Mısır'da yaşanan askeri darbe sonrasında yaşanan hak ihlalleri ve diğer İslam beldelerinde yaşanan zulümlerle ilgili İLKHA muhabirine değerlendirmelerde bulunan Avukat Gülden Sönmez, vicdan sahibi herkesi yaşananlara karşı tavır almaya, zulümlere karşı ses vermeye davet etti.

Dünyanın dört bir tarafında haksızlıkların, zulümlerin yaşandığını, özelde ise acı çekenlerin, hapsedilen ve işkence gören insanların Müslümanlar olduğunu hatırlatan Sönmez, "Bu durum Suriye'de de Arakan'da da Doğu Türkistan'da da aynı. Zalimler, kimi zaman Rus kimi zaman Çin kimi zaman Amerika kimi zaman israil olsa da kimi zaman da kendi toplumumuzdan çıkan ve zalimlerle iş birliği yapanlar olduğunu görüyoruz. Bu durum, bir taraftan mazlum insanların üzerindeki zulmü kaldırmak adına bir şeyler ortaya koymak için sorumluluğumuzu hatırlatsa da bir taraftan da bu durumun değişmesi, Müslümanların zulüm görmesinin bir kader olmadığını, Müslümanların güçlenmesi ve birbirlerine sahip çıkması gerektiğini de hatırlatıyor." dedi.
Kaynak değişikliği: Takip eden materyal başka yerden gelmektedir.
use cardlist_scraping_utils::regex;
use itertools::Itertools;

/// Cleans a scraped card name.
///
/// Trims, removes one layer of surrounding straight or curly double quotes,
/// then collapses every whitespace run into a single space.
/// Only one quote layer is removed, so `""a""` becomes `"a"`.
pub fn normalize(text: &str) -> String {
    let trimmed = text.trim();
    let unquoted = regex!(r#"(?s)^["“](.*)["”]$"#)
        .captures(trimmed)
        .and_then(|captures| captures.get(1))
        .map_or(trimmed, |inner| inner.as_str());
    collapse_whitespace(unquoted)
}

/// Collapses every whitespace run (newlines and `&nbsp;` included) into one space and trims.
pub fn collapse_whitespace(text: &str) -> String {
    text.split_whitespace().join(" ")
}
use std::{path::Path, time::Duration};

use cardlist_scraping_utils::fs_json_util::read_toml;
use getset::{CopyGetters, Getters};
use log::info;
use serde::Deserialize;

use crate::language::{LanguageCode, DEFAULT_LANGUAGE};

#[derive(Clone, Debug, Default, Deserialize, Getters)]
#[serde(default, deny_unknown_fields)]
#[getset(get = "pub")]
pub struct Config {
    fetch: FetchConfig,
    ingest: IngestConfig,
}

impl Config {
    /// Reads the TOML file at `path`, or returns the defaults when there is none.
    pub fn load(path: Option<&Path>) -> anyhow::Result<Self> {
        match path {
            Some(path) => {
                info!("Loading config from {path:?}");
                read_toml(path)
            }
            None => Ok(Self::default()),
        }
    }
}

#[derive(Clone, Debug, Deserialize, Getters, CopyGetters)]
#[serde(default, deny_unknown_fields)]
pub struct FetchConfig {
    /// A host is accepted if it equals an entry or is a subdomain of one.
    #[getset(get = "pub")]
    allowed_hosts: Vec<String>,
    #[getset(get_copy = "pub")]
    timeout_secs: u64,
    #[getset(get_copy = "pub")]
    max_redirects: usize,
    #[getset(get = "pub")]
    user_agent: String,
}

impl Default for FetchConfig {
    fn default() -> Self {
        Self {
            allowed_hosts: vec!["yugipedia.com".to_owned()],
            timeout_secs: 15,
            max_redirects: 5,
            user_agent: "Mozilla/5.0 (compatible; CardlistBot/1.0)".to_owned(),
        }
    }
}

impl FetchConfig {
    pub fn timeout(&self) -> Duration {
        Duration::from_secs(self.timeout_secs)
    }
}

#[derive(Clone, Debug, Deserialize, CopyGetters)]
#[serde(default, deny_unknown_fields)]
#[getset(get_copy = "pub")]
pub struct IngestConfig {
    /// Used when no language can be read from the card codes.
    default_language: Option<LanguageCode>,
    /// Below this, the detected language is still used but a warning is logged.
    min_language_confidence: f64,
}

impl Default for IngestConfig {
    fn default() -> Self {
        Self {
            default_language: Some(DEFAULT_LANGUAGE),
            min_language_confidence: 0.5,
        }
    }
}

#[cfg(test)]
mod tests {
    use std::time::Duration;

    use super::Config;
    use crate::language::LanguageCode;

    #[test]
    fn test_defaults() {
        let config = Config::load(None).unwrap();
        assert_eq!(config.fetch().allowed_hosts(), &["yugipedia.com"]);
        assert_eq!(config.fetch().timeout(), Duration::from_secs(15));
        assert_eq!(config.fetch().max_redirects(), 5);
        assert_eq!(config.ingest().default_language(), Some(LanguageCode::En));
    }

    #[test]
    fn test_partial_toml() {
        let config: Config = toml::from_str(
            r#"
            [fetch]
            allowed_hosts = ["yugipedia.com", "ygoprodeck.com"]
            timeout_secs = 3

            [ingest]
            default_language = "FR"
            "#,
        )
        .unwrap();
        assert_eq!(config.fetch().allowed_hosts().len(), 2);
        assert_eq!(config.fetch().timeout_secs(), 3);
        assert_eq!(config.fetch().max_redirects(), 5);
        assert_eq!(config.ingest().default_language(), Some(LanguageCode::Fr));
        assert_eq!(config.ingest().min_language_confidence(), 0.5);
    }

    #[test]
    fn test_unknown_key_is_rejected() {
        assert!(toml::from_str::<Config>("[fetch]\ntimeout = 3\n").is_err());
    }
}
"Öncelikle kendi aramızda bir dayanışma olmalı"

Sönmez, "Öncelikli olarak yapmaya çalıştığımız şey, zulüm gören insanlarla yakın temas içerisinde olmak, yapabileceğimiz her ne varsa o insanlar için bir çaba ortaya koymaktır. Bir Müslüman, kardeşi zulüm altındaysa eliyle, diliyle ne yapabiliyorsa bunu yapmalıdır. Bu hem mazlum insanlar için dayanışma anlamında hem de zalimleri yaptıklarından vazgeçirme veya ceza almalarını sağlamak noktasında bir karşı duruştur. Bunun için de öncelikle kendi aramızda bir dayanışmanın olması gerekir."

"Amaç tarafımızı belli etmek, elimizden geleni ortaya koyduğumuzu göstermektir"
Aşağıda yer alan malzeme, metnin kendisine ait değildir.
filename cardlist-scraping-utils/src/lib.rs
pub mod fs_json_util;
pub mod macros;
use log::debug;
use serde::{Deserialize, Serialize};
use typed_builder::TypedBuilder;

use crate::{
    artwork,
    name::{collapse_whitespace, normalize},
    schema::CardEntry,
    table::{HtmlTable, TableCell, TableRow},
};

/// Rows with fewer data cells than this are headers or noise.
pub const MIN_DATA_CELLS: usize = 4;

/// Text of one data row, before any cleaning.
#[derive(Clone, Default, PartialEq, Eq, Debug, TypedBuilder, Serialize, Deserialize)]
pub struct RawTableRow {
    #[builder(setter(into))]
    pub code: String,
    #[builder(setter(into))]
    pub english_name_raw: String,
    #[builder(default, setter(into))]
    pub localized_name_raw: String,
    #[builder(default)]
    pub rarity_labels: Vec<String>,
    #[builder(default, setter(strip_option, into))]
    pub type_raw: Option<String>,
    #[builder(default, setter(strip_option, into))]
    pub extra_hint_raw: Option<String>,
}

impl RawTableRow {
    /// Column layout: code, English name, localized name, rarities, type, artwork hint.
    pub fn from_cells<C: TableCell>(cells: &[C]) -> Option<Self> {
        if cells.len() < MIN_DATA_CELLS {
            return None;
        }
        Some(Self {
            code: cells[0].text(),
            english_name_raw: cells[1].text(),
            localized_name_raw: cells[2].text(),
            rarity_labels: cells[3].link_labels(),
            type_raw: cells.get(4).map(TableCell::text),
            extra_hint_raw: cells.get(5).map(TableCell::text),
        })
    }
}

/// Expands one row into one entry per rarity label.
///
/// Returns nothing for a row without code or without rarity.
pub fn parse_row(row: &RawTableRow) -> Vec<CardEntry> {
    let code = collapse_whitespace(&row.code);
    if code.is_empty() {
        debug!("Skipping a row without code: {row:?}");
        return vec![];
    }

    let rarities = row
        .rarity_labels
        .iter()
        .map(|label| label.trim())
        .filter(|label| !label.is_empty())
        .collect::<Vec<_>>();
    if rarities.is_empty() {
        debug!("Skipping {code}: no rarity found");
        return vec![];
    }

    let detection = artwork::classify(
        &code,
        Some(&row.english_name_raw),
        row.extra_hint_raw.as_deref(),
    );
    let artwork = detection.artwork();
    let mut name_english = detection.into_cleaned_english_name();
    if name_english.is_empty() {
        // The name consisted of the annotation alone.
        name_english = normalize(&row.english_name_raw);
    }
    let name_localized = normalize(&row.localized_name_raw);
    let card_type = row
        .type_raw
        .as_deref()
        .map(collapse_whitespace)
        .unwrap_or_default();

    rarities
        .into_iter()
        .map(|rarity| CardEntry {
            code: code.clone(),
            name_english: name_english.clone(),
            name_localized: name_localized.clone(),
            rarity: rarity.to_owned(),
            card_type: card_type.clone(),
            artwork,
        })
        .collect()
}

pub fn parse_rows<'a>(rows: impl IntoIterator<Item = &'a RawTableRow>) -> Vec<CardEntry> {
    rows.into_iter().flat_map(parse_row).collect()
}

/// Parses rows through the table capability, dropping header rows.
pub fn parse_table<R: TableRow>(rows: impl IntoIterator<Item = R>) -> Vec<CardEntry> {
    rows.into_iter()
        .filter_map(|row| RawTableRow::from_cells(&row.cells()))
        .flat_map(|row| parse_row(&row))
        .collect()
}

/// Parses the first table body of `html` (a page or a `<tbody>` fragment).
pub fn parse_html(html: &str) -> Vec<CardEntry> {
    let table = HtmlTable::parse(html);
    let entries = parse_table(table.rows());
    debug!("Parsed {} entries from HTML", entries.len());
    entries
}
use cardlist_scraping_utils::regex;

use crate::name::collapse_whitespace;

const SERIES_CODE_MAX_LEN: usize = 10;

/// `BLMM-FR001` -> `BLMM`. A code without `-` is used as a whole.
pub fn derive_series_code(card_code: &str) -> String {
    let code = card_code.trim().to_uppercase();
    let prefix = match code.find('-') {
        Some(i) if i > 0 => &code[..i],
        _ => &code,
    };
    prefix.chars().take(SERIES_CODE_MAX_LEN).collect()
}

/// Guesses a human-readable series name from a wiki set-list URL.
///
/// Returns an empty string for URLs that do not look like a wiki page.
pub fn series_name_from_url(url: &str) -> String {
    let url = url.trim();
    let page = if let Some((_, page)) = url.split_once("Set_Card_Lists:") {
        page
    } else if let Some((_, page)) = url.split_once("/wiki/") {
        page.split('?').next().unwrap_or_default()
    } else {
        return String::new();
    };

    let page = urlencoding::decode(page).map_or_else(|_| page.to_owned(), |p| p.into_owned());
    let page = regex!(r"(?i)\((?:TCG-FR|TCG|OCG)\)\s*$").replace(&page, "");
    let page = regex!(r"(?i)&colon;").replace_all(&page, ":");
    collapse_whitespace(&page.replace('_', " "))
}

#[cfg(test)]
mod tests {
    use super::{derive_series_code, series_name_from_url};

    #[test]
    fn test_derive_series_code() {
        assert_eq!(derive_series_code("blmm-fr001"), "BLMM");
        assert_eq!(derive_series_code(" RA01-EN001 "), "RA01");
        assert_eq!(derive_series_code("-FR001"), "-FR001");
        assert_eq!(derive_series_code("ABCDEFGHIJKLMNOP"), "ABCDEFGHIJ");
        assert_eq!(derive_series_code(""), "");
    }

    #[test]
    fn test_series_name_from_url() {
        assert_eq!(
            series_name_from_url(
                "https://yugipedia.com/wiki/Set_Card_Lists:Battles_of_Legend:_Monster_Mayhem_(TCG-FR)"
            ),
            "Battles of Legend: Monster Mayhem"
        );
        assert_eq!(
            series_name_from_url("https://yugipedia.com/wiki/Legend_of_Blue_Eyes_White_Dragon?action=raw"),
            "Legend of Blue Eyes White Dragon"
        );
        assert_eq!(
            series_name_from_url("https://yugipedia.com/wiki/Set_Card_Lists%3ARarity_Collection_(OCG)"),
            "Set Card Lists:Rarity Collection"
        );
        assert_eq!(
            series_name_from_url("https://yugipedia.com/wiki/Duelist_Pack&colon;_Kaiba_(tcg)"),
            "Duelist Pack: Kaiba"
        );
        assert_eq!(series_name_from_url("https://example.com/page"), "");
        assert_eq!(series_name_from_url(""), "");
    }
}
"Gözlemlediğimiz kadarıyla insan hakları anlamında zulüm gören insanlarla ilgili en önemli sorunumuz, yaşadıkları sıkıntılarının farkında olamamamızdır." diyen Sönmez, konuşmasını şu şekilde sürdürdü:

Günü birlik gündemlerin arasında onları kaybediyor, bazen onları sadece bir rakamdan, bir filimden ibaret görüyoruz. Oysa onlar, biz yaşarken bu sıkıntılara maruz kalıyorlar. Suriye, Mısır, Arakan, Doğu Türkistan, Filistin için yapmaya çalıştığımız budur. Öncelikle onların insan olduğunu, bizim gibi hayalleri, dünyaları, sevgileri ve kaygılarının olduğunu ortaya koymak ve yakınlaşmaktır. Birbirimizin dertleriyle dertlenmeden gerçek manada imam etmemiş oluruz. Bunu sağlamaya çalışıyoruz. Mısır için yaptığımız da buydu. Onları unutmamak, hikayelerini göz önüne getirmek ve onlar için bir çaba göstermektir. Bunun için bazen Suriyeli mahpuslar için kadınlar olarak sınıra dayanmak ya da bugün olduğu gibi Mısır'da tutuklu bulunanların karanlık hücrelerine umut olsun diye meşale yakıp yürümek veya bir mektup yollayarak tarafımızı belli etmektir. Burada amaç onu unutmadığımızı ve elimizden geleni yapmaya gayret ettiğimizi göstermektir. Bunu yaptığımızda dünyanın dört bir yanından vicdan sahibi insanlar ses veriyor ve bir dayanışma ortaya konulmuş oluyor.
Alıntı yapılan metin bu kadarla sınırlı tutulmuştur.